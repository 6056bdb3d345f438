use std::num::NonZeroU64;

use crate::material::{ShaderProgram, UniformTable, FRAGMENT_ENTRY, VERTEX_ENTRY};
use crate::mesh::Vertex;

/// Render pipeline plus the uniform buffer it reads.
pub struct Material {
    pipeline: wgpu::RenderPipeline,
    uniform_buffer: wgpu::Buffer,
    bind_group: wgpu::BindGroup,
}

impl Material {
    /// Builds the pipeline for an already validated program.
    pub fn create(
        device: &wgpu::Device,
        format: wgpu::TextureFormat,
        sample_count: u32,
        program: &ShaderProgram,
    ) -> Self {
        let vertex = device.create_shader_module(wgpu::ShaderModuleDescriptor {
            label: Some("shaderlab vertex shader"),
            source: wgpu::ShaderSource::Wgsl(program.vertex_wgsl.as_str().into()),
        });
        let fragment = device.create_shader_module(wgpu::ShaderModuleDescriptor {
            label: Some("shaderlab fragment shader"),
            source: wgpu::ShaderSource::Wgsl(program.fragment_wgsl.as_str().into()),
        });

        let block_size = u64::from(program.layout.buffer_size);
        let bind_group_layout = device.create_bind_group_layout(&wgpu::BindGroupLayoutDescriptor {
            label: Some("shaderlab uniforms bgl"),
            entries: &[wgpu::BindGroupLayoutEntry {
                binding: 0,
                visibility: wgpu::ShaderStages::VERTEX_FRAGMENT,
                ty: wgpu::BindingType::Buffer {
                    ty: wgpu::BufferBindingType::Uniform,
                    has_dynamic_offset: false,
                    min_binding_size: NonZeroU64::new(u64::from(program.layout.struct_size)),
                },
                count: None,
            }],
        });

        let uniform_buffer = device.create_buffer(&wgpu::BufferDescriptor {
            label: Some("shaderlab uniforms"),
            size: block_size,
            usage: wgpu::BufferUsages::UNIFORM | wgpu::BufferUsages::COPY_DST,
            mapped_at_creation: false,
        });

        let bind_group = device.create_bind_group(&wgpu::BindGroupDescriptor {
            label: Some("shaderlab uniforms bind group"),
            layout: &bind_group_layout,
            entries: &[wgpu::BindGroupEntry {
                binding: 0,
                resource: uniform_buffer.as_entire_binding(),
            }],
        });

        let pipeline_layout = device.create_pipeline_layout(&wgpu::PipelineLayoutDescriptor {
            label: Some("shaderlab pipeline layout"),
            bind_group_layouts: &[&bind_group_layout],
            immediate_size: 0,
        });

        let pipeline = device.create_render_pipeline(&wgpu::RenderPipelineDescriptor {
            label: Some("shaderlab pipeline"),
            layout: Some(&pipeline_layout),

            vertex: wgpu::VertexState {
                module: &vertex,
                entry_point: Some(VERTEX_ENTRY),
                compilation_options: Default::default(),
                buffers: &[Vertex::layout()],
            },

            fragment: Some(wgpu::FragmentState {
                module: &fragment,
                entry_point: Some(FRAGMENT_ENTRY),
                compilation_options: Default::default(),
                targets: &[Some(wgpu::ColorTargetState {
                    format,
                    blend: Some(wgpu::BlendState::REPLACE),
                    write_mask: wgpu::ColorWrites::ALL,
                })],
            }),

            primitive: wgpu::PrimitiveState {
                topology: wgpu::PrimitiveTopology::TriangleList,
                strip_index_format: None,
                front_face: wgpu::FrontFace::Ccw,
                cull_mode: None,
                polygon_mode: wgpu::PolygonMode::Fill,
                unclipped_depth: false,
                conservative: false,
            },

            depth_stencil: None,
            multisample: wgpu::MultisampleState {
                count: sample_count,
                ..Default::default()
            },
            multiview_mask: None,
            cache: None,
        });

        Self {
            pipeline,
            uniform_buffer,
            bind_group,
        }
    }

    pub fn write_uniforms(&self, queue: &wgpu::Queue, uniforms: &UniformTable) {
        queue.write_buffer(&self.uniform_buffer, 0, &uniforms.to_bytes());
    }

    pub fn bind(&self, pass: &mut wgpu::RenderPass<'_>) {
        pass.set_pipeline(&self.pipeline);
        pass.set_bind_group(0, &self.bind_group, &[]);
    }

    pub fn destroy(&self) {
        self.uniform_buffer.destroy();
    }
}
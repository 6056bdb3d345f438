//! Window + runtime loop.
//!
//! Owns the `winit` EventLoop and Window, and wires them to the scene driver.

mod runtime;

pub use runtime::{Runtime, RuntimeConfig};
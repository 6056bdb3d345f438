//! Scene root and perspective camera.

mod camera;
mod root;

pub use camera::{CameraConfig, PerspectiveCamera};
pub use root::{Drawable, Scene};
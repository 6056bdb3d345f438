use std::time::{Duration, Instant};

/// Wall-clock delta source with clamping.
///
/// The first tick only records a baseline and reports zero. Later deltas are
/// clamped so that a stall (debugger, minimized window) does not produce a
/// single huge step, and tight loops never report zero.
#[derive(Debug, Clone)]
pub struct DeltaClock {
    last: Option<Instant>,
    dt_min: Duration,
    dt_max: Duration,
}

impl DeltaClock {
    pub fn new() -> Self {
        Self::with_clamps(Duration::from_micros(100), Duration::from_millis(250))
    }

    pub fn with_clamps(dt_min: Duration, dt_max: Duration) -> Self {
        debug_assert!(dt_min <= dt_max);
        Self {
            last: None,
            dt_min,
            dt_max,
        }
    }

    /// Seconds since the previous tick.
    pub fn tick(&mut self) -> f32 {
        self.tick_at(Instant::now())
    }

    /// Same as [`tick`](Self::tick) with an explicit timestamp.
    pub fn tick_at(&mut self, now: Instant) -> f32 {
        let Some(last) = self.last.replace(now) else {
            return 0.0;
        };
        now.saturating_duration_since(last)
            .clamp(self.dt_min, self.dt_max)
            .as_secs_f32()
    }

    /// Forgets the baseline; the next tick reports zero again.
    pub fn reset(&mut self) {
        self.last = None;
    }
}

impl Default for DeltaClock {
    fn default() -> Self {
        Self::new()
    }
}

#[cfg(test)]
mod tests {
    use super::*;

    #[test]
    fn first_tick_is_zero() {
        let mut clock = DeltaClock::new();
        assert_eq!(clock.tick_at(Instant::now()), 0.0);
    }

    #[test]
    fn delta_between_ticks() {
        let mut clock = DeltaClock::new();
        let t0 = Instant::now();
        clock.tick_at(t0);
        let dt = clock.tick_at(t0 + Duration::from_millis(16));
        assert!((dt - 0.016).abs() < 1e-6);
    }

    #[test]
    fn long_stall_is_clamped() {
        let mut clock = DeltaClock::new();
        let t0 = Instant::now();
        clock.tick_at(t0);
        assert_eq!(clock.tick_at(t0 + Duration::from_secs(5)), 0.25);
    }

    #[test]
    fn zero_delta_is_raised_to_minimum() {
        let mut clock = DeltaClock::new();
        let t0 = Instant::now();
        clock.tick_at(t0);
        assert!((clock.tick_at(t0) - 0.0001).abs() < 1e-7);
    }

    #[test]
    fn reset_drops_baseline() {
        let mut clock = DeltaClock::new();
        let t0 = Instant::now();
        clock.tick_at(t0);
        clock.reset();
        assert_eq!(clock.tick_at(t0 + Duration::from_millis(40)), 0.0);
    }
}
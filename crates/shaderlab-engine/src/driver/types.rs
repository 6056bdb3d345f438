use std::fmt;

use crate::time::FrameTime;

use super::error::FrameError;

/// Driver lifecycle. `Disposed` is terminal.
#[derive(Debug, Copy, Clone, Eq, PartialEq, Default)]
pub enum LifecycleState {
    #[default]
    Uninitialized,
    Running,
    Disposed,
}

impl fmt::Display for LifecycleState {
    fn fmt(&self, f: &mut fmt::Formatter<'_>) -> fmt::Result {
        f.write_str(match self {
            LifecycleState::Uninitialized => "uninitialized",
            LifecycleState::Running => "running",
            LifecycleState::Disposed => "disposed",
        })
    }
}

/// Successful result of a mount attempt.
#[derive(Debug, Copy, Clone, Eq, PartialEq)]
pub enum Mount {
    Mounted,

    /// No drawing surface was provided; nothing was set up.
    NoSurface,
}

/// Result of one [`SceneDriver::step`](super::SceneDriver::step).
#[derive(Debug, Clone, PartialEq)]
pub enum StepOutcome {
    /// A frame was drawn and the next step is scheduled.
    Drawn(FrameTime),

    /// The frame failed but the loop continues.
    Skipped(FrameError),

    /// The frame failed and the loop stopped.
    Halted(FrameError),

    /// Nothing was pending (not running, static mode, halted or disposed).
    Idle,
}

impl StepOutcome {
    #[inline]
    pub fn is_drawn(&self) -> bool {
        matches!(self, StepOutcome::Drawn(_))
    }
}
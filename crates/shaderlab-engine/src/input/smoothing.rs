use glam::Vec2;

/// Damped approach toward the latest pointer sample.
///
/// Each advance by `dt` closes the fraction `1 - exp(-dt / time_constant)` of
/// the remaining distance. The approach is monotone and never passes the
/// target; after `time_constant * ln(100)` seconds it is within 1%.
#[derive(Debug, Copy, Clone, PartialEq)]
pub struct PointerSmoother {
    current: Vec2,
    target: Vec2,
    time_constant: f32,
}

impl PointerSmoother {
    pub fn new(time_constant: f32) -> Self {
        Self::starting_at(Vec2::ZERO, time_constant)
    }

    pub fn starting_at(position: Vec2, time_constant: f32) -> Self {
        Self {
            current: position,
            target: position,
            time_constant: time_constant.max(0.0),
        }
    }

    pub fn time_constant(&self) -> f32 {
        self.time_constant
    }

    pub fn set_target(&mut self, target: Vec2) {
        self.target = target;
    }

    pub fn target(&self) -> Vec2 {
        self.target
    }

    pub fn current(&self) -> Vec2 {
        self.current
    }

    /// Moves `current` toward `target` by `dt` seconds.
    pub fn advance(&mut self, dt: f32) -> Vec2 {
        if dt.is_nan() || dt <= 0.0 {
            return self.current;
        }
        if self.time_constant <= 0.0 {
            self.current = self.target;
            return self.current;
        }

        let alpha = 1.0 - (-dt / self.time_constant).exp();
        self.current += (self.target - self.current) * alpha;
        self.current
    }

    /// Number of fixed `dt` steps until the remaining distance drops below
    /// `tolerance` (a fraction of the initial distance).
    pub fn steps_to_settle(time_constant: f32, dt: f32, tolerance: f32) -> u32 {
        if time_constant <= 0.0 {
            return 1;
        }
        ((time_constant / dt) * (1.0 / tolerance).ln()).ceil() as u32
    }
}
use glam::{Mat4, Vec3};

/// Perspective camera parameters.
#[derive(Debug, Copy, Clone, PartialEq)]
pub struct CameraConfig {
    /// Vertical field of view in degrees.
    pub fov_y_degrees: f32,
    pub near: f32,
    pub far: f32,
    /// Distance from the origin along +Z.
    pub distance: f32,
}

impl Default for CameraConfig {
    fn default() -> Self {
        Self {
            fov_y_degrees: 75.0,
            near: 0.1,
            far: 1000.0,
            distance: 1.0,
        }
    }
}

/// Camera on the view axis looking at the origin.
#[derive(Debug, Clone, PartialEq)]
pub struct PerspectiveCamera {
    config: CameraConfig,
    aspect: f32,
    projection: Mat4,
}

impl PerspectiveCamera {
    pub fn new(config: CameraConfig, aspect: f32) -> Self {
        let aspect = sanitize_aspect(aspect);
        Self {
            config,
            aspect,
            projection: projection(&config, aspect),
        }
    }

    #[inline]
    pub fn config(&self) -> &CameraConfig {
        &self.config
    }

    #[inline]
    pub fn aspect(&self) -> f32 {
        self.aspect
    }

    /// Updates the aspect ratio and recomputes the projection.
    pub fn set_aspect(&mut self, aspect: f32) {
        self.aspect = sanitize_aspect(aspect);
        self.projection = projection(&self.config, self.aspect);
    }

    #[inline]
    pub fn projection(&self) -> Mat4 {
        self.projection
    }

    pub fn position(&self) -> Vec3 {
        Vec3::new(0.0, 0.0, self.config.distance)
    }

    pub fn view(&self) -> Mat4 {
        Mat4::look_at_rh(self.position(), Vec3::ZERO, Vec3::Y)
    }

    pub fn view_projection(&self) -> Mat4 {
        self.projection * self.view()
    }
}

fn projection(config: &CameraConfig, aspect: f32) -> Mat4 {
    Mat4::perspective_rh(
        config.fov_y_degrees.to_radians(),
        aspect,
        config.near,
        config.far,
    )
}

// glam asserts on a zero or negative aspect.
fn sanitize_aspect(aspect: f32) -> f32 {
    if aspect.is_finite() && aspect > 0.0 {
        aspect
    } else {
        1.0
    }
}

#[cfg(test)]
mod tests {
    use super::*;

    #[test]
    fn defaults_match_demo_camera() {
        let c = CameraConfig::default();
        assert_eq!(c.fov_y_degrees, 75.0);
        assert_eq!(c.near, 0.1);
        assert_eq!(c.far, 1000.0);
        assert_eq!(c.distance, 1.0);
    }

    #[test]
    fn set_aspect_recomputes_projection() {
        let mut cam = PerspectiveCamera::new(CameraConfig::default(), 1.0);
        let before = cam.projection();
        cam.set_aspect(1920.0 / 1080.0);
        assert_eq!(cam.aspect(), 1920.0 / 1080.0);
        assert_ne!(cam.projection(), before);
        assert_eq!(
            cam.projection(),
            PerspectiveCamera::new(CameraConfig::default(), 1920.0 / 1080.0).projection()
        );
    }

    #[test]
    fn x_scale_follows_aspect() {
        let cam = PerspectiveCamera::new(CameraConfig::default(), 2.0);
        let p = cam.projection();
        // x_axis.x = f / aspect, y_axis.y = f.
        assert!((p.y_axis.y / p.x_axis.x - 2.0).abs() < 1e-5);
    }

    #[test]
    fn invalid_aspect_is_ignored() {
        let mut cam = PerspectiveCamera::new(CameraConfig::default(), 0.0);
        assert_eq!(cam.aspect(), 1.0);
        cam.set_aspect(f32::NAN);
        assert_eq!(cam.aspect(), 1.0);
    }

    #[test]
    fn origin_projects_to_screen_center() {
        let cam = PerspectiveCamera::new(CameraConfig::default(), 16.0 / 9.0);
        let clip = cam.view_projection() * glam::Vec4::new(0.0, 0.0, 0.0, 1.0);
        let ndc = clip / clip.w;
        assert!(ndc.x.abs() < 1e-6 && ndc.y.abs() < 1e-6);
        assert!(ndc.z > 0.0 && ndc.z < 1.0);
    }
}
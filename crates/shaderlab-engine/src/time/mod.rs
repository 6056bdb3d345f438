//! Time subsystem.
//!
//! Two clocks with different jobs:
//! - `FrameClock` advances by a fixed increment per rendered frame and feeds the
//!   `u_time` uniform. It never looks at the wall clock, so animation is
//!   deterministic per frame count.
//! - `DeltaClock` measures clamped wall-clock deltas. The pointer smoother runs
//!   on it so that smoothing speed does not depend on frame rate.

mod delta_clock;
mod frame_clock;

pub use delta_clock::DeltaClock;
pub use frame_clock::{FrameClock, FrameTime, DEFAULT_TIME_STEP};
//! Host event subscriptions.
//!
//! The host owns a [`HostEvents`] hub and emits resize and pointer signals into
//! it. Consumers subscribe callbacks and get back a [`Subscription`] that
//! removes the callback when unsubscribed or dropped. A [`SubscriptionSet`]
//! groups the subscriptions of one mount so teardown detaches all of them at
//! once.
//!
//! Everything here is single-threaded (`Rc`/`RefCell`). Dispatch takes each
//! callback out of its slot while it runs, so callbacks may subscribe,
//! unsubscribe, or emit without tripping a `RefCell` borrow.

mod hub;
mod subscription;

pub use hub::{HostEvents, SignalKind};
pub use subscription::{Subscription, SubscriptionSet};
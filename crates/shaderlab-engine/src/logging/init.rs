use std::sync::Once;

/// Environment variable checked before `RUST_LOG`.
pub const LOG_ENV: &str = "SHADERLAB_LOG";

/// Logger configuration.
///
/// `env_filter` follows the `env_logger` filter syntax (e.g. "info", "warn",
/// "shaderlab_engine=debug,wgpu=warn").
///
/// `write_style` controls ANSI coloring behavior.
#[derive(Debug, Clone)]
pub struct LoggingConfig {
    pub env_filter: Option<String>,
    pub default_level: log::LevelFilter,
    pub write_style: env_logger::WriteStyle,
}

impl Default for LoggingConfig {
    fn default() -> Self {
        Self {
            env_filter: None,
            default_level: log::LevelFilter::Info,
            write_style: env_logger::WriteStyle::Auto,
        }
    }
}

static INIT: Once = Once::new();

/// Initializes the global logger once.
///
/// Filter precedence: `config.env_filter`, then `SHADERLAB_LOG`, then
/// `RUST_LOG`, then `config.default_level`. Subsequent calls are ignored.
pub fn init_logging(config: LoggingConfig) {
    INIT.call_once(|| {
        let mut builder = env_logger::Builder::new();

        match resolve_filter(config.env_filter, |key| std::env::var(key).ok()) {
            Some(filter) => {
                builder.parse_filters(&filter);
            }
            None => {
                builder.filter_level(config.default_level);
            }
        }

        builder.write_style(config.write_style);

        // Another logger may already be installed (tests, embedding hosts).
        if builder.try_init().is_err() {
            return;
        }

        log::debug!("logging initialized");
    });
}

fn resolve_filter(explicit: Option<String>, env: impl Fn(&str) -> Option<String>) -> Option<String> {
    let non_empty = |f: &String| !f.trim().is_empty();
    explicit
        .filter(non_empty)
        .or_else(|| env(LOG_ENV).filter(non_empty))
        .or_else(|| env("RUST_LOG").filter(non_empty))
}
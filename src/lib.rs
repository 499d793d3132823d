#![forbid(unsafe_code)]

//! On-demand social preview card renderer. Everything is composed directly
//! into an owned RGBA pixel buffer (no external rendering engine, no markup
//! layout) and encoded to a fixed 1200x630 PNG.

pub mod card;
pub mod encode;
pub mod error;
pub mod fonts;
pub mod model;
pub mod palette;
pub mod raster;
pub mod service;
pub mod text;

pub use card::{CANVAS_H, CANVAS_W, compose};
pub use encode::{CACHE_CONTROL, CONTENT_TYPE, CardResponse, to_png};
pub use error::{CardError, CardResult};
pub use fonts::{Face, FaceSet, SCALE, faces};
pub use model::{ProjectSnapshot, ProjectStatus, RenderRequest, RoleBadge};
pub use palette::{PaletteEntry, role_palette};
pub use raster::{Pixmap, Rgba8};
pub use service::{CardService, ProjectSource, render_snapshot};
pub use text::{clip_chars, draw_text, measure_width, truncate_lines, wrap_lines};
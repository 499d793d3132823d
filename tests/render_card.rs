use ogcard::{
    CardService, ProjectSnapshot, ProjectSource, ProjectStatus, RoleBadge, render_snapshot,
    role_palette,
};

struct FixtureSource(Vec<ProjectSnapshot>);

impl ProjectSource for FixtureSource {
    fn project_by_slug(&self, slug: &str) -> anyhow::Result<Option<ProjectSnapshot>> {
        Ok(self.0.iter().find(|p| p.slug == slug).cloned())
    }
}

fn landing_page(status: ProjectStatus) -> ProjectSnapshot {
    ProjectSnapshot {
        slug: "redesign-landing-page".to_string(),
        title: "Redesign Landing Page".to_string(),
        description: String::new(),
        status,
        roles: vec![RoleBadge {
            slug: "frontend".to_string(),
            name: "Frontend".to_string(),
        }],
        stack: vec![],
    }
}

fn count_color(img: &image::RgbaImage, color: [u8; 4]) -> usize {
    img.pixels().filter(|px| px.0 == color).count()
}

fn init_tracing() {
    let _ = tracing_subscriber::fmt().with_test_writer().try_init();
}

#[test]
fn active_project_renders_a_complete_card() {
    init_tracing();
    let svc = CardService::new(FixtureSource(vec![landing_page(ProjectStatus::Active)]));
    let resp = svc.og_card("redesign-landing-page").unwrap();

    assert_eq!(resp.content_type, "image/png");
    assert_eq!(resp.cache_control, "public, max-age=86400");

    let img = image::load_from_memory(&resp.bytes).unwrap().to_rgba8();
    assert_eq!((img.width(), img.height()), (1200, 630));

    // page background in the canvas corner, white card panel inside
    assert_eq!(img.get_pixel(2, 2).0, [0xF7, 0xF8, 0xFA, 0xFF]);
    assert_eq!(img.get_pixel(900, 90).0, [0xFF, 0xFF, 0xFF, 0xFF]);

    // wordmark accent character: distinctly blue ink in the wordmark row
    // (the neutral grays keep red and blue channels within ~20 of each other)
    let accent_ink = (80..128)
        .flat_map(|y| (80..400).map(move |x| (x, y)))
        .filter(|&(x, y)| {
            let px = img.get_pixel(x, y).0;
            px[2] > px[0].saturating_add(40)
        })
        .count();
    assert!(accent_ink > 0);

    // title ink (the title face is bold enough to hit full coverage)
    assert!(count_color(&img, [0x1A, 0x1A, 0x2E, 0xFF]) > 50);

    // one frontend badge in the frontend palette colors
    let frontend = role_palette("frontend");
    assert!(count_color(&img, frontend.bg) > 100);

    // footer separator hairline at its fixed offset:
    // margin + card height - padding - 20
    assert_eq!(img.get_pixel(100, 530).0, [0xE5, 0xE7, 0xEB, 0xFF]);
}

#[test]
fn pending_project_is_not_found_and_yields_no_bytes() {
    init_tracing();
    let svc = CardService::new(FixtureSource(vec![landing_page(ProjectStatus::Pending)]));
    let err = svc.og_card("redesign-landing-page").unwrap_err();
    assert!(err.is_not_found());
}

#[test]
fn missing_project_is_not_found() {
    let svc = CardService::new(FixtureSource(vec![]));
    let err = svc.og_card("redesign-landing-page").unwrap_err();
    assert!(err.is_not_found());
}

#[test]
fn description_block_adds_body_ink() {
    let mut with_desc = landing_page(ProjectStatus::Active);
    with_desc.roles.clear();
    let mut bare = with_desc.clone();
    with_desc.description =
        "A matchmaking platform for side projects: post an idea, list the roles you need, \
         and let people apply with one tap."
            .to_string();
    bare.description = String::new();

    // the description band sits right below the title block; with no
    // description (and no badges) it is bare card panel
    let ink = |snap: &ProjectSnapshot| {
        let resp = render_snapshot(snap).unwrap();
        let img = image::load_from_memory(&resp.bytes).unwrap().to_rgba8();
        (188..248)
            .flat_map(|y| (80..1120).map(move |x| (x, y)))
            .filter(|&(x, y)| img.get_pixel(x, y).0[0] < 200)
            .count()
    };
    assert!(ink(&with_desc) > 0, "description drew no ink");
    assert_eq!(ink(&bare), 0, "band should be empty without a description");
}

#[test]
fn render_is_deterministic_for_equal_snapshots() {
    let a = render_snapshot(&landing_page(ProjectStatus::Active)).unwrap();
    let b = render_snapshot(&landing_page(ProjectStatus::Active)).unwrap();
    assert_eq!(a.bytes, b.bytes);
}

•••

(Assigned task): Copy all lines from the data above that contain the word "destroy".

(Response area):
    pub fn destroy(&self) {
        self.uniform_buffer.destroy();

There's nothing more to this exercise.